President Trump has only been in office for two weeks, and yet the world seems to have turned upside down. Among other things, the Trump administration has done everything in its power to advertise to the world that illegal aliens are not welcome. Woo hoo! Duly noted.
President Trump has promulgated an executive order repealing the program of racial discrimination that goes under the rubric of affirmative action. Christopher Caldwell is a scrupulous historian of the phenomenon. He observes:
For half a century, affirmative action has been the federal government’s principal instrument for carrying out desegregation, the longest and costliest moral crusade in American history. After the 1970s it was adapted to liberation movements, from feminism to gay rights. Supreme Court justices anguished over the way its call for special consideration of minorities might clash with the letter of the Civil Rights Act of 1964, which barred racial discrimination. Over the past decade affirmative action became the hammer of the diversity, equity, and inclusion (DEI) movement, which grew so unpopular that it has now brought affirmative action (and much else) down with it.

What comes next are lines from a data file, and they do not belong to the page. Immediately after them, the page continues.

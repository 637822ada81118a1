use std::{fs, io::Read};

use courier_route_derive::CliValue;
use serde::{Deserialize, Deserializer, Serialize};

use crate::{Coordinate, Error, Result, RouteOptions};

/// Delivery service level of a stop.
#[derive(Clone, Copy, Debug, Default, Eq, PartialEq, CliValue, Serialize, Deserialize)]
#[cli_value(option = "service-type")]
#[serde(try_from = "String", into = "String")]
pub enum ServiceType {
    #[default]
    #[cli(alias = "estandar")]
    Standard,
    Express,
}

impl ServiceType {
    /// Numeric encoding fed to the delay model.
    pub fn code(self) -> u8 {
        match self {
            Self::Standard => 0,
            Self::Express => 1,
        }
    }
}

impl TryFrom<String> for ServiceType {
    type Error = Error;

    fn try_from(raw: String) -> Result<Self> {
        Self::parse(&raw)
    }
}

impl From<ServiceType> for String {
    fn from(value: ServiceType) -> Self {
        value.as_str().to_string()
    }
}

#[derive(Clone, Debug, PartialEq, Serialize, Deserialize)]
pub struct Stop {
    #[serde(deserialize_with = "string_or_number")]
    pub id: String,
    pub lat: f64,
    pub lng: f64,
    #[serde(default)]
    pub service_type: ServiceType,
}

impl Stop {
    pub fn new(id: impl Into<String>, lat: f64, lng: f64, service_type: ServiceType) -> Self {
        Self {
            id: id.into(),
            lat,
            lng,
            service_type,
        }
    }

    pub fn coordinate(&self) -> Coordinate {
        Coordinate::new(self.lat, self.lng)
    }
}

/// One courier's routing request.
#[derive(Clone, Debug, PartialEq, Deserialize)]
pub struct RouteRequest {
    #[serde(default)]
    pub courier_id: Option<String>,
    pub origin: Coordinate,
    #[serde(default)]
    pub stops: Vec<Stop>,
    /// Precomputed travel times in minutes, origin first. Built from the
    /// travel-time service when absent.
    #[serde(default)]
    pub cost_matrix: Option<Vec<Vec<f64>>>,
    #[serde(default)]
    pub cluster_count: Option<usize>,
}

impl RouteRequest {
    pub fn new(origin: Coordinate, stops: Vec<Stop>) -> Self {
        Self {
            courier_id: None,
            origin,
            stops,
            cost_matrix: None,
            cluster_count: None,
        }
    }

    /// Origin first, then every stop in input order.
    pub fn coordinates(&self) -> Vec<Coordinate> {
        std::iter::once(self.origin)
            .chain(self.stops.iter().map(Stop::coordinate))
            .collect()
    }

    pub fn label(&self) -> &str {
        self.courier_id.as_deref().unwrap_or("-")
    }

    fn validate(&self, idx: usize) -> Result<()> {
        if !self.origin.is_valid() {
            return Err(Error::invalid_input(format!(
                "request {idx}: origin out of range: {}",
                self.origin
            )));
        }
        if let Some(stop) = self.stops.iter().find(|s| !s.coordinate().is_valid()) {
            return Err(Error::invalid_input(format!(
                "request {idx}: stop '{}' out of range: {}",
                stop.id,
                stop.coordinate()
            )));
        }
        Ok(())
    }
}

/// Reads requests from `--input` or stdin and applies CLI overrides.
pub fn load_requests(options: &RouteOptions) -> Result<Vec<RouteRequest>> {
    let raw = match options.input_path() {
        Some(path) => fs::read_to_string(path).map_err(|e| {
            Error::invalid_input(format!("failed to read {}: {e}", path.display()))
        })?,
        None => {
            let mut raw = String::new();
            std::io::stdin().read_to_string(&mut raw)?;
            raw
        }
    };

    let mut requests = parse_requests(&raw)?;
    for request in &mut requests {
        if let Some(origin) = options.origin {
            request.origin = origin;
        }
        if request.cluster_count.is_none() {
            request.cluster_count = options.cluster_count;
        }
    }
    Ok(requests)
}

pub(crate) fn parse_requests(raw: &str) -> Result<Vec<RouteRequest>> {
    if raw.trim().is_empty() {
        return Err(Error::invalid_input("No route requests provided."));
    }

    let requests: Vec<RouteRequest> = if raw.trim_start().starts_with('[') {
        serde_json::from_str(raw)?
    } else {
        vec![serde_json::from_str(raw)?]
    };

    for (idx, request) in requests.iter().enumerate() {
        request.validate(idx)?;
    }
    Ok(requests)
}

fn string_or_number<'de, D>(deserializer: D) -> std::result::Result<String, D::Error>
where
    D: Deserializer<'de>,
{
    #[derive(Deserialize)]
    #[serde(untagged)]
    enum Id {
        Text(String),
        Int(i64),
        Float(f64),
    }

    Ok(match Id::deserialize(deserializer)? {
        Id::Text(s) => s,
        Id::Int(n) => n.to_string(),
        Id::Float(n) => n.to_string(),
    })
}

#[cfg(test)]
mod tests {
    use super::{ServiceType, Stop, parse_requests};
    use crate::Coordinate;

    const SINGLE: &str = r#"{
        "courier_id": "m-7",
        "origin": {"lat": 4.60, "lng": -74.08},
        "stops": [
            {"id": "a", "lat": 4.61, "lng": -74.07, "service_type": "Express"},
            {"id": 42, "lat": 4.62, "lng": -74.06}
        ],
        "cluster_count": 2
    }"#;

    #[test]
    fn parse_requests_reads_single_object() {
        let requests = parse_requests(SINGLE).expect("parse request");
        assert_eq!(requests.len(), 1);

        let request = &requests[0];
        assert_eq!(request.label(), "m-7");
        assert_eq!(request.origin, Coordinate::new(4.60, -74.08));
        assert_eq!(request.cluster_count, Some(2));
        assert!(request.cost_matrix.is_none());
        assert_eq!(request.stops[0].service_type, ServiceType::Express);
        assert_eq!(request.stops[1].id, "42");
        assert_eq!(request.stops[1].service_type, ServiceType::Standard);
    }

    #[test]
    fn parse_requests_reads_batches_with_matrices() {
        let raw = r#"[
            {"origin": {"lat": 0, "lng": 0}, "stops": [], "cost_matrix": [[0]]},
            {"origin": {"lat": 1, "lng": 1},
             "stops": [{"id": "x", "lat": 1.1, "lng": 1.1, "service_type": "estandar"}],
             "cost_matrix": [[0, 3], [3, 0]]}
        ]"#;
        let requests = parse_requests(raw).expect("parse batch");
        assert_eq!(requests.len(), 2);
        assert_eq!(requests[0].label(), "-");
        assert_eq!(
            requests[1].cost_matrix.as_deref(),
            Some(&[vec![0.0, 3.0], vec![3.0, 0.0]][..])
        );
        assert_eq!(requests[1].stops[0].service_type, ServiceType::Standard);
    }

    #[test]
    fn parse_requests_rejects_unknown_service_types() {
        let raw = r#"{"origin": {"lat": 0, "lng": 0},
            "stops": [{"id": "a", "lat": 0, "lng": 0, "service_type": "overnight"}]}"#;
        let err = parse_requests(raw).expect_err("unknown service type should fail");
        assert!(err.to_string().contains("expected standard|express"));
    }

    #[test]
    fn parse_requests_rejects_out_of_range_stops() {
        let raw = r#"{"origin": {"lat": 0, "lng": 0},
            "stops": [{"id": "bad", "lat": 123, "lng": 0}]}"#;
        let err = parse_requests(raw).expect_err("invalid stop should fail");
        assert!(err.to_string().contains("stop 'bad' out of range"));
    }

    #[test]
    fn parse_requests_rejects_empty_input() {
        let err = parse_requests(" \n ").expect_err("empty input should fail");
        assert!(err.to_string().contains("No route requests provided."));
    }

    #[test]
    fn coordinates_put_origin_first() {
        let requests = parse_requests(SINGLE).expect("parse request");
        let coords = requests[0].coordinates();
        assert_eq!(coords.len(), 3);
        assert_eq!(coords[0], Coordinate::new(4.60, -74.08));
        assert_eq!(coords[2], Coordinate::new(4.62, -74.06));
    }

    #[test]
    fn service_type_codes_and_serialization() {
        assert_eq!(ServiceType::Standard.code(), 0);
        assert_eq!(ServiceType::Express.code(), 1);

        let stop = Stop::new("s1", 1.0, 2.0, ServiceType::Express);
        let json = serde_json::to_string(&stop).expect("serialize stop");
        assert_eq!(
            json,
            r#"{"id":"s1","lat":1.0,"lng":2.0,"service_type":"express"}"#
        );
    }
}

Trump’s decision to repeal it is the most significant policy change of this century—more significant than the Affordable Care Act of 2010 or anything done about Covid.
We thought it couldn’t be done. Pretty, pretty good. And these cataclysmic changes might better go to show what a difference a day makes.
Israeli Prime Minister Benjamin Netanyahu is the first foreign leader President Trump has chosen to meet with. They will meet this afternoon.
Netanyahu’s dance card has filled up with congressional leaders eager to meet with him as well. He has therefore extended his trip through this week.
JNS Jerusalem bureau chief Alex Traiman compares the treatment of Netanyahu then and now in “The key differences between Netanyahu’s July and February visits to Washington.” These “key differences” provide another angle on the difference the past two weeks have made.